Another memo from the President, released on January 20, 2021, is called the Modernizing Regulatory Review. This instructs the powerful Office of Administration and Budget, which oversees all federal agencies, how to take into account the costs and benefits of regulation, a process that has long served as a control of the regulatory power. Some estimates of regulatory costs suggest it could be as high as $ 1.9 trillion. Such regulation acts as a hidden and ingrained tax for Americans. Under the new OMB directive, agencies must ensure that the cost-benefit review process “fully takes into account regulatory benefits that are difficult or impossible to quantify”. This is Newspeak for “Put your regulatory thumb on the benefits of the scale and throw away strict cost accounting.” The memo instructs agencies to use the regulatory review process to “advance public health and safety, economic growth, social well-being, racial justice, environmental stewardship, human dignity, justice and the interests of future generations” – everything immeasurable. This can only be described as a blank check for regulation that has gotten out of hand.
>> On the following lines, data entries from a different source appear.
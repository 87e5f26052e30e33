use crate::selector::DeploymentSource;
use chrono::{DateTime, NaiveDate, Utc};
use serde::{Deserialize, Serialize};
use std::collections::BTreeMap;
use std::fmt;

/// DORA performance bucket.
#[derive(Debug, Clone, Copy, PartialEq, Eq, Hash, Serialize, Deserialize)]
#[serde(rename_all = "lowercase")]
pub enum PerformanceLevel {
    Elite,
    High,
    Medium,
    Low,
}

impl fmt::Display for PerformanceLevel {
    fn fmt(&self, f: &mut fmt::Formatter<'_>) -> fmt::Result {
        let label = match self {
            PerformanceLevel::Elite => "elite",
            PerformanceLevel::High => "high",
            PerformanceLevel::Medium => "medium",
            PerformanceLevel::Low => "low",
        };
        f.write_str(label)
    }
}

#[derive(Debug, Clone, PartialEq, Eq, Serialize, Deserialize)]
pub struct WeeklyCount {
    /// Sunday starting the week.
    pub week: NaiveDate,
    pub count: u64,
}

#[derive(Debug, Clone, PartialEq, Serialize, Deserialize)]
pub struct DeploymentFrequencyResult {
    pub total_deployments: u64,
    pub deployments_per_day: f64,
    pub deployments_per_week: f64,
    pub period_days: f64,
    pub deployments_by_repo: BTreeMap<String, u64>,
    pub weekly_trend: Vec<WeeklyCount>,
    pub performance_level: PerformanceLevel,
    pub source: DeploymentSource,
}

#[derive(Debug, Clone, PartialEq, Serialize, Deserialize)]
pub struct LeadTimeItem {
    pub repo: String,
    pub pr_number: u64,
    pub title: String,
    pub author: String,
    pub first_commit_to_merge_hours: f64,
    pub open_to_merge_hours: f64,
    pub merged_at: DateTime<Utc>,
}

#[derive(Debug, Clone, PartialEq, Serialize, Deserialize)]
pub struct LeadTimeResult {
    pub average_hours: f64,
    pub median_hours: f64,
    pub p90_hours: f64,
    /// Slowest first.
    pub items: Vec<LeadTimeItem>,
    pub performance_level: PerformanceLevel,
}

#[derive(Debug, Clone, PartialEq, Serialize, Deserialize)]
pub struct DoraMetrics {
    pub deployment_frequency: DeploymentFrequencyResult,
    pub lead_time: LeadTimeResult,
}
//! GitHub client tests against a mock HTTP server.

use dora_metrics::config::AppConfig;
use dora_metrics::error::DoraError;
use dora_metrics::fetch::{EventFetcher, FetchOptions};
use dora_metrics::github::{EventSource, GitHubClient};
use dora_metrics::period::DateRange;
use serde_json::json;
use std::sync::Arc;
use wiremock::matchers::{method, path, query_param};
use wiremock::{Mock, MockServer, ResponseTemplate};

fn test_config(server: &MockServer) -> AppConfig {
    AppConfig {
        github_token: Some("ghp_test_token".to_string()),
        github_api_url: server.uri(),
        ..AppConfig::default()
    }
}

fn not_found() -> ResponseTemplate {
    ResponseTemplate::new(404).set_body_json(json!({
        "message": "Not Found",
        "documentation_url": "https://docs.github.com/rest"
    }))
}

#[test]
fn test_client_requires_token() {
    let result = GitHubClient::new(&AppConfig::default());
    assert!(matches!(result, Err(DoraError::ConfigError(_))));
}

#[tokio::test]
async fn test_not_found_maps_to_not_found_error() {
    let mock_server = MockServer::start().await;
    Mock::given(method("GET"))
        .and(path("/repos/test-org/missing/deployments"))
        .respond_with(not_found())
        .mount(&mock_server)
        .await;

    let client = GitHubClient::new(&test_config(&mock_server)).unwrap();
    let result = client.list_deployments("test-org", "missing", 1).await;
    assert!(matches!(result, Err(DoraError::NotFound(_))));
}

#[tokio::test]
async fn test_list_deployments_sends_paging_params() {
    let mock_server = MockServer::start().await;
    Mock::given(method("GET"))
        .and(path("/repos/test-org/api/deployments"))
        .and(query_param("per_page", "100"))
        .and(query_param("page", "2"))
        .respond_with(ResponseTemplate::new(200).set_body_json(json!([
            {
                "id": 42,
                "environment": "staging",
                "created_at": "2024-01-05T10:00:00Z",
                "ref": "main",
                "description": null,
                "sha": "abc123"
            }
        ])))
        .mount(&mock_server)
        .await;

    let client = GitHubClient::new(&test_config(&mock_server)).unwrap();
    let deployments = client.list_deployments("test-org", "api", 2).await.unwrap();
    assert_eq!(deployments.len(), 1);
    assert_eq!(deployments[0].id, 42);
    assert_eq!(deployments[0].git_ref, "main");
}

#[tokio::test]
async fn test_org_listing_falls_back_to_user() {
    let mock_server = MockServer::start().await;
    Mock::given(method("GET"))
        .and(path("/orgs/octocat/repos"))
        .respond_with(not_found())
        .mount(&mock_server)
        .await;
    Mock::given(method("GET"))
        .and(path("/users/octocat/repos"))
        .and(query_param("sort", "updated"))
        .respond_with(ResponseTemplate::new(200).set_body_json(json!([
            {
                "name": "hello-world",
                "full_name": "octocat/hello-world",
                "description": "My first repository",
                "private": false,
                "default_branch": "main",
                "updated_at": "2024-01-05T10:00:00Z"
            }
        ])))
        .mount(&mock_server)
        .await;

    let client = GitHubClient::new(&test_config(&mock_server)).unwrap();
    let fetcher = EventFetcher::new(Arc::new(client), FetchOptions::default());

    let repos = fetcher.list_repositories("octocat").await.unwrap();
    assert_eq!(repos.len(), 1);
    assert_eq!(repos[0].full_name, "octocat/hello-world");
    assert_eq!(repos[0].description.as_deref(), Some("My first repository"));
}

#[tokio::test]
async fn test_merged_prs_with_commits_over_http() {
    let mock_server = MockServer::start().await;
    Mock::given(method("GET"))
        .and(path("/repos/test-org/api/pulls"))
        .and(query_param("state", "closed"))
        .respond_with(ResponseTemplate::new(200).set_body_json(json!([
            {
                "number": 12,
                "title": "Add rate limiter",
                "body": "Limits outbound calls",
                "user": { "login": "alice" },
                "created_at": "2024-01-09T08:00:00Z",
                "merged_at": "2024-01-10T12:00:00Z",
                "html_url": "https://github.com/test-org/api/pull/12"
            },
            {
                "number": 11,
                "title": "Abandoned",
                "body": null,
                "user": { "login": "bob" },
                "created_at": "2024-01-08T08:00:00Z",
                "merged_at": null,
                "html_url": "https://github.com/test-org/api/pull/11"
            }
        ])))
        .mount(&mock_server)
        .await;
    Mock::given(method("GET"))
        .and(path("/repos/test-org/api/pulls/12/commits"))
        .respond_with(ResponseTemplate::new(200).set_body_json(json!([
            {
                "sha": "f00dcafe",
                "commit": {
                    "message": "Add token bucket\n\nDetails",
                    "author": { "name": "Alice", "date": "2024-01-10T11:30:00Z" }
                },
                "author": null
            }
        ])))
        .mount(&mock_server)
        .await;

    let client = GitHubClient::new(&test_config(&mock_server)).unwrap();
    let fetcher = EventFetcher::new(Arc::new(client), FetchOptions::default());
    let range = DateRange::parse("2024-01-01", "2024-01-31").unwrap();

    let prs = fetcher
        .fetch_merged_prs("test-org", &["api".to_string()], &range)
        .await;
    assert_eq!(prs.len(), 1);
    assert_eq!(prs[0].number, 12);
    assert_eq!(prs[0].commits.len(), 1);
    assert_eq!(prs[0].commits[0].author, "Alice");
    assert_eq!(prs[0].commits[0].message, "Add token bucket");
}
The distorted tree of freedom

The administrative state extends its extraordinary powers through at least three mechanisms, which are uncomfortable in the original draft constitution: 1) Governing and judging by unaccountable bureaucrats who are not anchored in the rule of law and, despite the inherent power of the executive branch to remove them, are protected by their term of office Officers under Article II; 2) The vague and practically unlimited delegation of its legislative power to the agencies by Congress, although the legislative power is exclusively in the legislature under Art. I, Sec. 1 of the Constitution; and 3) a pernicious invention of various twentieth century “deference” doctrines that require Article III courts to postpone government power. All three branches of government were twisted like espaliered fruit trees to bear the bitter fruit of the freedom traded.

The founders knew that power would undermine the parchment barriers of their political imagination. Madison asked in Federalist 48: “Will it be enough to precisely mark the boundaries of these departments in the government constitution and trust these parchment barriers against the invading spirit of power?” A sentence later, Madison answered his own question with the somber observation that “Experience assures us that the effectiveness of the provision has been grossly overrated; and that more adequate defense is imperative for the weaker against the more powerful members of the government. “

These rapid regulatory U-turns are just three examples of many reversals of laudable deregulatory achievements over the past four years. The time has come and a judicial correction of course is great. The judicial rejection of the many dubious doctrines of honor that enshrine the administrative state would be a good start. For far too long the courts have given up their duty to “tell what the law is” – and which branch of government should do it. It remains to be seen whether Trump’s judicial officers are up to the task of harpooning the Leviathan.